Definately sounds like a great deal of fun to me, I love my job as a network
admin.  :)

> we tackle some very similar set up problems at metalab. 
> here's what we do:
> 
> we have a "work machine" which allows logins for our various 
> maintainers
> of archives etc. there folks can compile, script etc to their hearts'
> content. we even allow telnet and ftp into that machine--not 
> that i want
> to; like joshua i would require ssh etc in an ideal situation.
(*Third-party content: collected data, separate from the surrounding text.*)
#[cfg(test)]
mod tests {
    use super::*;

    fn state() -> ReliableState {
        let config = SwitchConfig {
            send_window: 4,
            recv_backlog: 8,
            ack_threshold: 3,
            retransmit_holdoff: Duration::from_millis(500),
            ..SwitchConfig::default()
        };
        ReliableState::new(&config)
    }

    fn data(seq: u32) -> Packet {
        let header = Header {
            seq: Some(seq),
            ..Header::channel(1)
        };
        Packet::new(header, format!("pkt-{seq}").into_bytes())
    }

    fn ack(ack: u32, miss: Vec<u32>) -> Packet {
        let header = Header {
            ack: Some(ack),
            miss,
            ..Header::channel(1)
        };
        Packet::new(header, Vec::new())
    }

    #[test]
    fn test_in_order_delivery() {
        let mut s = state();
        let now = Instant::now();
        for seq in 0..3 {
            let out = s.receive(data(seq), now);
            assert!(out.delivered);
            assert!(out.dropped.is_none());
        }
        for seq in 0..3 {
            assert_eq!(s.pop().unwrap().body, format!("pkt-{seq}").into_bytes());
        }
        assert!(s.pop().is_none());
    }

    #[test]
    fn test_out_of_order_held_back() {
        let mut s = state();
        let now = Instant::now();

        assert!(!s.receive(data(2), now).delivered);
        assert!(s.pop().is_none());
        assert_eq!(s.ack_fields(), (None, vec![0, 1]));

        s.receive(data(0), now);
        s.receive(data(1), now);
        assert_eq!(seq_of(&s.pop().unwrap()), 0);
        assert_eq!(seq_of(&s.pop().unwrap()), 1);
        assert_eq!(seq_of(&s.pop().unwrap()), 2);
        assert_eq!(s.ack_fields(), (Some(2), vec![]));
    }

    #[test]
    fn test_duplicates_dropped() {
        let mut s = state();
        let now = Instant::now();

        s.receive(data(0), now);
        assert!(matches!(
            s.receive(data(0), now).dropped,
            Some(Error::DuplicatePacket)
        ));
        assert_eq!(seq_of(&s.pop().unwrap()), 0);
        // Already delivered: still a duplicate.
        assert!(matches!(
            s.receive(data(0), now).dropped,
            Some(Error::DuplicatePacket)
        ));
        assert!(s.pop().is_none());
    }

    #[test]
    fn test_window_bounds_sender() {
        let mut s = state();
        for _ in 0..4 {
            assert!(s.can_send());
            s.send(Header::channel(1), Vec::new());
        }
        assert!(!s.can_send());

        // Acking the first two reopens the window.
        let (opened, _) = s.process_ack(Some(1), &[], Instant::now());
        assert!(opened);
        assert!(s.can_send());
    }

    #[test]
    fn test_ack_purges_and_miss_retains() {
        let mut s = state();
        let now = Instant::now();
        for _ in 0..4 {
            s.send(Header::channel(1), Vec::new());
        }

        let out = s.receive(ack(2, vec![1]), now);
        assert!(out.window_opened);
        // Seq 1 was missed: retransmitted and kept buffered.
        assert_eq!(out.retransmit.len(), 1);
        assert_eq!(seq_of(&out.retransmit[0]), 1);
        let buffered: Vec<u32> = s.snd_buf.iter().map(seq_of).collect();
        assert_eq!(buffered, vec![1, 3]);
    }

    #[test]
    fn test_miss_without_ack_still_retransmits() {
        let mut s = state();
        let now = Instant::now();
        s.send(Header::channel(1), Vec::new());
        s.send(Header::channel(1), Vec::new());

        // Peer got seq 1 but not seq 0, so it has nothing to ack yet.
        let header = Header {
            miss: vec![0],
            ..Header::channel(1)
        };
        let out = s.receive(Packet::new(header, Vec::new()), now);
        assert_eq!(out.retransmit.len(), 1);
        assert_eq!(seq_of(&out.retransmit[0]), 0);
        // Nothing was purged.
        assert_eq!(s.snd_buf.len(), 2);
    }

    #[test]
    fn test_retransmit_holdoff() {
        let mut s = state();
        let now = Instant::now();
        for _ in 0..3 {
            s.send(Header::channel(1), Vec::new());
        }

        let first = s.receive(ack(2, vec![0]), now);
        assert_eq!(first.retransmit.len(), 1);

        // Second miss report inside the holdoff is not answered.
        let again = s.receive(ack(2, vec![0]), now + Duration::from_millis(100));
        assert!(again.retransmit.is_empty());

        // After the holdoff it is.
        let later = s.receive(ack(2, vec![0]), now + Duration::from_millis(600));
        assert_eq!(later.retransmit.len(), 1);
    }

    #[test]
    fn test_ack_threshold_forces_immediate_ack() {
        let mut s = state();
        let now = Instant::now();

        assert!(matches!(s.receive(data(0), now).ack, AckAction::Delay));
        assert!(matches!(s.receive(data(1), now).ack, AckAction::None));
        // Third unacked packet hits the threshold of 3.
        assert!(matches!(s.receive(data(2), now).ack, AckAction::Now));
    }

    #[test]
    fn test_build_ack_resets_bookkeeping() {
        let mut s = state();
        let now = Instant::now();
        s.receive(data(0), now);
        s.receive(data(1), now);
        s.pop();
        s.pop();

        assert!(s.needs_ack());
        let pkt = s.build_ack(1);
        let h = pkt.header().unwrap();
        assert_eq!(h.ack, Some(1));
        assert!(h.miss.is_empty());
        assert!(!s.needs_ack());
    }

    #[test]
    fn test_piggyback_counts_as_ack() {
        let mut s = state();
        let now = Instant::now();
        s.receive(data(0), now);

        let pkt = s.send(Header::channel(1), b"reply".to_vec());
        assert_eq!(pkt.header().unwrap().ack, Some(0));
        assert!(!s.needs_ack());
    }

    #[test]
    fn test_receive_window_bound() {
        let mut s = state();
        let now = Instant::now();
        // Backlog is 8; seq 8 with nothing delivered is out of range.
        assert!(matches!(
            s.receive(data(8), now).dropped,
            Some(Error::InvalidPacket("beyond receive window"))
        ));
        assert!(s.receive(data(7), now).dropped.is_none());
    }

    #[test]
    fn test_all_done_after_clean_shutdown() {
        let mut s = state();
        let now = Instant::now();
        assert!(!s.all_done());

        // We send an end; done once it is acked.
        let header = Header {
            end: true,
            ..Header::channel(1)
        };
        s.send(header, Vec::new());
        assert!(!s.all_done());
        s.process_ack(Some(0), &[], now);
        assert!(s.all_done());
    }

    #[test]
    fn test_all_done_after_remote_end() {
        let mut s = state();
        let now = Instant::now();

        let end = Packet::new(
            Header {
                seq: Some(0),
                end: true,
                ..Header::channel(1)
            },
            Vec::new(),
        );
        s.receive(end, now);
        assert!(!s.all_done());
        s.pop();
        assert!(!s.all_done());
        // Done once our ack for the end is out.
        s.build_ack(1);
        assert!(s.all_done());
    }
}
Hmm, guess I'm used to thinking on a really slim budget.  I don't put two
machines where 1 would do, since I can't afford one in the first place.
Splitting things up for these reasons (as both you and Poet suggested),
sounds great to me.  

> The files are shared in the most part with the web/ftp 
> server. root on the
> web/ftp server owns the files (not root on the work machine) 
> for security
> reasons. the web/ftp server is only accessible by ssh and 
> only to certain
> ids (about 3).
> 
> if the work machine dies, the server keeps on cooking. 
> changes to files on
> the work machine are accessible to the web/ftp server without any file
> transfer or other updates (unless you want to be a bit more careful).
> 
> this arrangement has worked pretty well for the past 5 years and i
> recommend it. still a completely standalone set up is a fine way to go
> too.

Sounds great to me.  I think I deleted the original specs that Josh posted,
but I'll go dig the archives.

> about sparc linux: it didn't run on the enterprise 1000s when last i
> looked, but we'll be glad to try it out if i'm out of date or simply
> wrong. in fact, we'll be freeing up an enterprise 1000e in 
> the next few
> weeks on which we can try to run sparc linux (i was talking 
> to jem about
> this one the way home today).

I don't know how good S/Linux is on Ultras, but I have to say that it pretty
much bites on my SPARCstation20 at home.  The only reason that I still run
it is because the console support on Solaris sucks.  As for exactly what
sucks on S/Linux (can't call it SPARC Linux, SPARC International doesn't
like that), hardware support.  Much of the Sun/SPARC hardware isn't
supported, and what is supported is sometimes not that good.  My SCSI bus is
maxed at 3MegaBytes/sec under S/linux, I can get 7.5 from a single disk
under Solaris.  It IS true that on 32-bit SPARC, the on-board network is
FASTER than local disks.  Anyway, Paul, I've been doing SPARC linux for a
while, so if you've got general questions, you can ask me.  There are
several good developers who actively read the sparc-linux list on vger, so
that's another great place for info.  The 2.4.x kernels should improve
hardware support sifignantly, BTW.  Thanks!